I think this movie suffered from a marketing campaign that made it look more light-hearted than it is. Sometimes, the marketing of a book or film can make false promises to us, so I think we have to separate the work from its marketing (yet another great reason to avoid ads and not watch trailers). The story’s promises aren’t in what the marketing tells us–which is a cute, funny movie that pulls your heartstrings just a little bit because it’s a coming out narrative. The story’s promises are what’s shown to us in the beginning.
What Promises Are Made in the Beginning?
The opening credits and the first scene before the title screen really give us everything we’re gonna get in the movie. It’s just difficult to notice the first time around.
Those opening credits are an adorable sequence that gives us vital information about Abby and Harper. It’s the story of how they met and the milestones of their relationship over the past year. For me, two images stand out as demonstrating the seriousness of their relationship: the necklace gift and the one where they’re moving in together. This is shorthand for a commitment that isn’t easily broken.
So the promise I get from the credits is that these two women are in love with each other and them being together is a major component of the story.
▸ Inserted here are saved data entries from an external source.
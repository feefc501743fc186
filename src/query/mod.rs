//! Query compiler pipeline.
//!
//! A client [`ast::Query`] is resolved against a schema registry, coerced,
//! normalized, validated, canonicalized, and lowered into logical and
//! physical plans for a pluggable storage backend. [`pipeline::QueryCompiler`]
//! drives the stages; the submodules expose each one on its own.

/// Client-facing query types.
///
/// Loosely typed literals, the nested filter tree, and the query envelope as
/// deserialized from JSON.
pub mod ast;

/// Fluent builder for client queries.
pub mod builder;

/// Plan cache keyed by fingerprint and catalog versions.
pub mod cache;

/// Canonical query model and its fingerprint.
pub mod canonical;

/// Backend capability descriptor interface and an in-memory implementation.
pub mod capabilities;

/// Shared, refreshable snapshots of the schema registry and capability descriptor.
pub mod catalog;

/// Literal to typed value coercion.
pub mod coerce;

/// Selectivity and cost heuristics.
pub mod cost;

/// Opaque pagination cursors.
pub mod cursor;

/// Stage error kinds and validation codes.
pub mod errors;

/// Explain tree serialization.
pub mod explain;

/// Logical plan representation and lowering.
pub mod logical;

/// Predicate normalization into negation-normal form.
pub mod normalize;

/// Operator legality matrix.
pub mod operators;

/// Physical plan representation.
pub mod physical;

/// Compilation orchestrator, lifecycle, and deadlines.
pub mod pipeline;

/// Capability-aware physical planner.
pub mod planner;

/// Normalized predicate tree.
pub mod predicate;

/// Field path resolution.
pub mod resolve;

/// Schema registry interface and an in-memory registry.
pub mod schema;

/// Whole-query resolution and validation.
pub mod validate;

/// Typed runtime values.
pub mod value;

pub use builder::QueryBuilder;
pub use pipeline::{CompiledQuery, Deadline, QueryCompiler, QueryState, StageGate};
pub use value::Value;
The opening credits transition into the first scene, where Harper and Abby are on a Christmas light tour. I think this scene is more important for establishing promises than you initially realize the first time you watch. We hear this tour guide describe a wholesome fact about a long-time Santa Claus, but it ends with a twist that this Santa got arrested for child endangerment. This juxtaposition is humorous, but it also sets the tone for the film. Yes, we’re going to get cute, wholesome Christmas vibes, but we will also get some things that hurt.
This promise is further emphasized when Harper suddenly tells Abby to follow her and doesn’t explain what’s going on. Abby follows her as she climbs onto the roof of a random person’s house and while this scene is very cute and magical, it also establishes this pattern that we’ll see throughout the story: Harper doesn’t tell Abby what’s happening and things are okay for a bit, and then Abby falls off the roof and gets hurt–literally and metaphorically.
While there’s a lot of silliness to that scene, it’s just a bit too dramatic to signal a purely light-hearted Christmas rom-com, isn’t it? So the promise I get from this is that there will be drama and it will hurt, but the first promise of Abby and Harper being together will still be true.
These promises are why Abby and Riley don’t get together and why Abby and Harper make up at the end. It’s why the movie gets too real with its coming out narrative. This film does fulfill its promises and on those grounds, it does what a story is supposed to do. The effects of those promises help us decide whether a story benefits or harms those it’s representing.